> _AVAILABLE RECORDS_
┄┄┄┄┄┄┄┄┄┄┄┄┄┄┄┄┄┄┄┄

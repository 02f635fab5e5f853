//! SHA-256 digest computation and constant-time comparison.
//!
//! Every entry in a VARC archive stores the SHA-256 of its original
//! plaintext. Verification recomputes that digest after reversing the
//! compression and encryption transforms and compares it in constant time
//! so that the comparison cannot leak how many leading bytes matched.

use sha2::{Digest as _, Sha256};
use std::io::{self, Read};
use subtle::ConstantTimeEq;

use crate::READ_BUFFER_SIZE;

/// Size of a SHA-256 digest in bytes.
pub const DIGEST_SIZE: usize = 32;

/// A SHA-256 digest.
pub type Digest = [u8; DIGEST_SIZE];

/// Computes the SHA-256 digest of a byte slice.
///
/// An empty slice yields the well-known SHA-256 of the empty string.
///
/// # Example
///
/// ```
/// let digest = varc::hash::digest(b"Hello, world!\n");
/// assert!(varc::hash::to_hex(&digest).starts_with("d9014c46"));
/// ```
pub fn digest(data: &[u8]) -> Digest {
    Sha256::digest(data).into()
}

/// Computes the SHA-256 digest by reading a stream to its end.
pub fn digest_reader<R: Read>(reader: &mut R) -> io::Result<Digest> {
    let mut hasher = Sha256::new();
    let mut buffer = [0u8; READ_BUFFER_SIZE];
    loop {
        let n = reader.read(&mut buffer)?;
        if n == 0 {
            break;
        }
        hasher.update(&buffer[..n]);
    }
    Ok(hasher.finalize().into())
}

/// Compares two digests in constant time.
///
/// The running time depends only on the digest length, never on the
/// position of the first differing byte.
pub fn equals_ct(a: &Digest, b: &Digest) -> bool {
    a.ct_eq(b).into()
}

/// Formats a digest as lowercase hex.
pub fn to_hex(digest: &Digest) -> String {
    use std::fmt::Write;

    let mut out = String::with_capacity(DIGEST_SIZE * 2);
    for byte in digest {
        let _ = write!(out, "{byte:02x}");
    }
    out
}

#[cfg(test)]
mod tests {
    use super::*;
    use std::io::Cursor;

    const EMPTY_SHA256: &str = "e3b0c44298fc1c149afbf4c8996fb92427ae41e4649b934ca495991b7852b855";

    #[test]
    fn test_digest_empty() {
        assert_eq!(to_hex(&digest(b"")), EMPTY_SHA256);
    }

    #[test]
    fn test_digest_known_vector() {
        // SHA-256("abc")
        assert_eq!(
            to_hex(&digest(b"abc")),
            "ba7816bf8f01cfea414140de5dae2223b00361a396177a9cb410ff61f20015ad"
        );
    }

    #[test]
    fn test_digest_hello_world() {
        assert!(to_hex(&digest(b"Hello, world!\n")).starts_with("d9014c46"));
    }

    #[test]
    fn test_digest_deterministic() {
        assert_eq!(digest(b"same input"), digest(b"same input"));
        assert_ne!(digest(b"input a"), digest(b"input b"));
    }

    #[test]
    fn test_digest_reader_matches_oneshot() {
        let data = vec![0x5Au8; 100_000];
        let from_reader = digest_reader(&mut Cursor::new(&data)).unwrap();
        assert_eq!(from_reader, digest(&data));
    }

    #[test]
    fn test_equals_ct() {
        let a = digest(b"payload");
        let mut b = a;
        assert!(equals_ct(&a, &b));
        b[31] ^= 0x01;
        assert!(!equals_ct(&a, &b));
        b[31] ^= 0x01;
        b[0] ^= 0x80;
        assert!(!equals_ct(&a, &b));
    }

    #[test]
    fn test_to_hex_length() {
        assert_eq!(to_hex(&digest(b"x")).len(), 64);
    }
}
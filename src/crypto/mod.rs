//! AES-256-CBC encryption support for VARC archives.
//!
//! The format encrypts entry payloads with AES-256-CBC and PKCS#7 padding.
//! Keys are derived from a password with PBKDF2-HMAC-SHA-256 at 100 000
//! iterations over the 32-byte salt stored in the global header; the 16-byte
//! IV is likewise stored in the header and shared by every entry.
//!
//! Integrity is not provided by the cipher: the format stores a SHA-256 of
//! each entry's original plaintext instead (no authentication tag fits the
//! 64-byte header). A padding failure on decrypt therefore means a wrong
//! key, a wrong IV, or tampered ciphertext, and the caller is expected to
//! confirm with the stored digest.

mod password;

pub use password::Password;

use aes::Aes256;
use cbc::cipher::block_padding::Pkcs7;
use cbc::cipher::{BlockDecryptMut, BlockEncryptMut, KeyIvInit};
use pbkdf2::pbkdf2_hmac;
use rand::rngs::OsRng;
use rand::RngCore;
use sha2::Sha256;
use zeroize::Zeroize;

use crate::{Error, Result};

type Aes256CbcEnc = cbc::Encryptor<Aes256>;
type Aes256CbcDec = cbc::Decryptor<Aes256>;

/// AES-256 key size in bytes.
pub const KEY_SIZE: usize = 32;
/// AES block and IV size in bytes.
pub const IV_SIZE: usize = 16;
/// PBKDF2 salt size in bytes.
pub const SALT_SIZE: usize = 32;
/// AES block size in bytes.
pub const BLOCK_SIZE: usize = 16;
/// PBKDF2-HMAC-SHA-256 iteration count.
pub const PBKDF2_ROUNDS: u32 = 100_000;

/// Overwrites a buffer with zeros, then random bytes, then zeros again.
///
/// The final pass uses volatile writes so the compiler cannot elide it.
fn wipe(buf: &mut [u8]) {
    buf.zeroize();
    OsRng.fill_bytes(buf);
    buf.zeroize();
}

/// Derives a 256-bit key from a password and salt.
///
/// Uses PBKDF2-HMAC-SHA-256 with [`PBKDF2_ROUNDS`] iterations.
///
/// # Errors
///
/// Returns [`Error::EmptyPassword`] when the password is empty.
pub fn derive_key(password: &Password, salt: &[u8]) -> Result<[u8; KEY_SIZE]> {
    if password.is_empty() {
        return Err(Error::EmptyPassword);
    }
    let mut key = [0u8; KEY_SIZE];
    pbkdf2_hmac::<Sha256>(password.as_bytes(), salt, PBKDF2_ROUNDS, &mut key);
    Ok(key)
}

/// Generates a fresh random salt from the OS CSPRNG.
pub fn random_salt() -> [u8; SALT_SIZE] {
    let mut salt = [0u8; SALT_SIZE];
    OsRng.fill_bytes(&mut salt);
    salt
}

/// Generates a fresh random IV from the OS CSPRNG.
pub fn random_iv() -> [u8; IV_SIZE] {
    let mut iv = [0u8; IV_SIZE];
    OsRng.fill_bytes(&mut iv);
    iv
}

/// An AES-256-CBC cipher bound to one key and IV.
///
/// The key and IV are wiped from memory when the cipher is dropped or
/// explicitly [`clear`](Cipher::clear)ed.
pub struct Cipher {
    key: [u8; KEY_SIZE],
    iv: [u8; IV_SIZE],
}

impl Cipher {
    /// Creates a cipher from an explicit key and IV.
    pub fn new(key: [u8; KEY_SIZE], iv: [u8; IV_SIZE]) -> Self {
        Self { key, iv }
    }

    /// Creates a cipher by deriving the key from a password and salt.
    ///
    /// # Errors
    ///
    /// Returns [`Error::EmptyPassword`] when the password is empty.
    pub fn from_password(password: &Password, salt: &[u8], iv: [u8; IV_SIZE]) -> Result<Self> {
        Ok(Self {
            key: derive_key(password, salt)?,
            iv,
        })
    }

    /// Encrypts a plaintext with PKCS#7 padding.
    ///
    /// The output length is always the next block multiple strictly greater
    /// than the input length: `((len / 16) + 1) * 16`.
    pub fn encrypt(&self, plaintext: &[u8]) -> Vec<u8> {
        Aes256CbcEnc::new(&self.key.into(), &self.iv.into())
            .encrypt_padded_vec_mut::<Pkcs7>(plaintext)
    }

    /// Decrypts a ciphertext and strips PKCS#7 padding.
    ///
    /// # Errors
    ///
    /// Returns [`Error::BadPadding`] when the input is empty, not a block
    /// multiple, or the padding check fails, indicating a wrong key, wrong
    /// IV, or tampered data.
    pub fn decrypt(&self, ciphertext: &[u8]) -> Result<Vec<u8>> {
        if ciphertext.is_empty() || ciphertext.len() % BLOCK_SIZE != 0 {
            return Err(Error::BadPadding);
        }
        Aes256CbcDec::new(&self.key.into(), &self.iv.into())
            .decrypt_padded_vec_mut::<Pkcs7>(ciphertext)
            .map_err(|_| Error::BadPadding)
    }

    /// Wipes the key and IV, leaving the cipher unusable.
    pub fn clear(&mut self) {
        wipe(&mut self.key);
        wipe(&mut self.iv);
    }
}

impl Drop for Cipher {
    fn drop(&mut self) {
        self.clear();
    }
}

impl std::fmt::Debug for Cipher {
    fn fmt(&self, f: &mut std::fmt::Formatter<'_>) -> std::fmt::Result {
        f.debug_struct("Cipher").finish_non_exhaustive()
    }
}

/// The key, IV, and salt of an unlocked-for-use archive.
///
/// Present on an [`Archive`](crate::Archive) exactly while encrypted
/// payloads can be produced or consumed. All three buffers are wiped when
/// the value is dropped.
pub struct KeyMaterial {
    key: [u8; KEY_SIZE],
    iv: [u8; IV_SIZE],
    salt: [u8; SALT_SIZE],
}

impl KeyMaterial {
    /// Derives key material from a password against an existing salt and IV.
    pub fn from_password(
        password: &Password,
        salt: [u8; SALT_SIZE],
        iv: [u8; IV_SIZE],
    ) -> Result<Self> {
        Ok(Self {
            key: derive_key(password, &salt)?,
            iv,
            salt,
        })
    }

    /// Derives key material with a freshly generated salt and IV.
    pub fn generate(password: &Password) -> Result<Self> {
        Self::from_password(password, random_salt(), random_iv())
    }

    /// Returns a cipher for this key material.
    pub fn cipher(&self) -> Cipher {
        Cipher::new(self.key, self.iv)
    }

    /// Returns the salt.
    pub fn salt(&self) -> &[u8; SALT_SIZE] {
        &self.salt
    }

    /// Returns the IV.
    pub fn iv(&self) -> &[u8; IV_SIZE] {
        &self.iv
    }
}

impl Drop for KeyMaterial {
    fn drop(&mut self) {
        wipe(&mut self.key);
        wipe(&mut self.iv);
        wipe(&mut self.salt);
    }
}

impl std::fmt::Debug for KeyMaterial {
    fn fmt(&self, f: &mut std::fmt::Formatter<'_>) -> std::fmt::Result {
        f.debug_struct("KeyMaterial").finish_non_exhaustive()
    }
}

┄┄┄┄┄┄┄┄┄┄┄┄┄┄┄┄┄┄┄┄

> _PROBLEM_
Look above and return each line of the records exactly, from the very first through the line with "after reversing the", both included.

> _RESPONSE BOX_
repository 02f635fab5e5f853
//! SHA-256 digest computation and constant-time comparison.
//!
//! Every entry in a VARC archive stores the SHA-256 of its original
//! plaintext. Verification recomputes that digest after reversing the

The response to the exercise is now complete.